Dataset records —
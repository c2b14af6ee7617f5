use std::ops::Index;

use indexmap::IndexMap;
use serde::{Deserialize, Serialize};

use crate::{FieldTranslation, FileType, Translation};

/// The translations of both mappings for a single entity.
///
/// Each [`FileType`] always has a (possibly empty) list, so a side without
/// data is represented as an empty list rather than a missing entry. When
/// deserializing, an omitted side is read as empty.
#[derive(Clone, Debug, Default, PartialEq, Eq, Serialize, Deserialize)]
pub struct MatchedTranslations {
    /// Translations of the proposed mapping, in their original order.
    #[serde(default)]
    pub proposed: Vec<FieldTranslation>,
    /// Translations of the solution mapping, in their original order.
    #[serde(default)]
    pub solution: Vec<FieldTranslation>,
}

impl MatchedTranslations {
    /// Creates a record from the proposed and solution lists.
    pub fn new(proposed: Vec<FieldTranslation>, solution: Vec<FieldTranslation>) -> Self {
        Self { proposed, solution }
    }

    /// The translations recorded for `file_type`.
    pub fn get(&self, file_type: FileType) -> &[FieldTranslation] {
        match file_type {
            FileType::Proposed => &self.proposed,
            FileType::Solution => &self.solution,
        }
    }

    /// Appends `translation` to the list for `file_type`, keyed by its
    /// standard field name.
    pub fn push(&mut self, file_type: FileType, translation: Translation) {
        let pair = (translation.standard_field_name.clone(), translation);
        match file_type {
            FileType::Proposed => self.proposed.push(pair),
            FileType::Solution => self.solution.push(pair),
        }
    }
}

impl Index<FileType> for MatchedTranslations {
    type Output = [FieldTranslation];

    fn index(&self, file_type: FileType) -> &Self::Output {
        self.get(file_type)
    }
}

/// Translations of both mappings for every entity, keyed by entity.
///
/// Entities keep their insertion order. Nothing in this crate mutates a
/// [`Translations`] after it has been built.
#[derive(Clone, Debug, Default, PartialEq, Eq, Serialize, Deserialize)]
#[serde(transparent)]
pub struct Translations(IndexMap<String, MatchedTranslations>);

impl Translations {
    /// Creates an empty mapping.
    pub fn new() -> Self {
        Self::default()
    }

    /// Records the translations for `entity`, returning any previous record.
    pub fn insert<K>(&mut self, entity: K, matched: MatchedTranslations) -> Option<MatchedTranslations>
    where
        K: Into<String>,
    {
        self.0.insert(entity.into(), matched)
    }

    /// The translations recorded for `entity`.
    pub fn get(&self, entity: &str) -> Option<&MatchedTranslations> {
        self.0.get(entity)
    }

    /// The number of entities.
    pub fn len(&self) -> usize {
        self.0.len()
    }

    /// True when no entity has been recorded.
    pub fn is_empty(&self) -> bool {
        self.0.is_empty()
    }

    /// Iterates entities and their translations in insertion order.
    pub fn iter(&self) -> impl Iterator<Item = (&str, &MatchedTranslations)> {
        self.0.iter().map(|(entity, matched)| (entity.as_str(), matched))
    }

    /// The per-entity lists for `file_type`, skipping entities whose list has
    /// zero elements.
    pub fn condensed(&self, file_type: FileType) -> impl Iterator<Item = &[FieldTranslation]> {
        self.0
            .values()
            .map(move |matched| matched.get(file_type))
            .filter(|list| !list.is_empty())
    }

    /// Every `(standard_field_name, translation)` pair for `file_type`, across
    /// all entities.
    pub fn pairs(&self, file_type: FileType) -> impl Iterator<Item = &FieldTranslation> {
        self.condensed(file_type).flatten()
    }
}

impl<K> FromIterator<(K, MatchedTranslations)> for Translations
where
    K: Into<String>,
{
    fn from_iter<I: IntoIterator<Item = (K, MatchedTranslations)>>(iter: I) -> Self {
        Self(
            iter.into_iter()
                .map(|(entity, matched)| (entity.into(), matched))
                .collect(),
        )
    }
}

#[cfg(test)]
mod tests {
    use pretty_assertions::assert_eq;

    use super::*;

    fn pair(standard: &str, raw: &str) -> FieldTranslation {
        (standard.to_string(), Translation::new(standard, raw))
    }

    #[test]
    fn it_indexes_both_sides() {
        let matched = MatchedTranslations::new(vec![pair("sf1", "r1")], vec![]);

        assert_eq!(matched[FileType::Proposed], [pair("sf1", "r1")]);
        assert!(matched[FileType::Solution].is_empty());
    }

    #[test]
    fn it_keys_pushed_translations_by_standard_field() {
        let mut matched = MatchedTranslations::default();
        matched.push(FileType::Solution, Translation::new("sf1", "r1"));

        assert_eq!(matched.solution, vec![pair("sf1", "r1")]);
        assert!(matched.proposed.is_empty());
    }

    #[test]
    fn it_skips_empty_lists_when_condensing() {
        let translations = Translations::from_iter([
            ("dev1", MatchedTranslations::new(vec![pair("sf1", "r1")], vec![])),
            ("dev2", MatchedTranslations::new(vec![], vec![pair("sf2", "r2")])),
            ("dev3", MatchedTranslations::new(vec![pair("sf3", "r3")], vec![pair("sf3", "r3")])),
        ]);

        let proposed = translations.condensed(FileType::Proposed).collect::<Vec<_>>();
        let solution = translations.condensed(FileType::Solution).collect::<Vec<_>>();

        assert_eq!(proposed.len(), 2);
        assert_eq!(solution.len(), 2);
        assert_eq!(
            translations
                .pairs(FileType::Solution)
                .map(|(_, translation)| translation.raw_field_name())
                .collect::<Vec<_>>(),
            vec!["r2", "r3"]
        );
    }

    #[test]
    fn it_keeps_entity_insertion_order() {
        let mut translations = Translations::new();
        translations.insert("zeta", MatchedTranslations::default());
        translations.insert("alpha", MatchedTranslations::default());

        assert_eq!(
            translations.iter().map(|(entity, _)| entity).collect::<Vec<_>>(),
            vec!["zeta", "alpha"]
        );
        assert!(translations.get("alpha").is_some());
        assert!(translations.get("missing").is_none());
    }
}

Exercise description —
Search the records above for the string "collect". Report each line that has it.

Result for this task —
                .collect(),
        let proposed = translations.condensed(FileType::Proposed).collect::<Vec<_>>();
        let solution = translations.condensed(FileType::Solution).collect::<Vec<_>>();
                .collect::<Vec<_>>(),
            translations.iter().map(|(entity, _)| entity).collect::<Vec<_>>(),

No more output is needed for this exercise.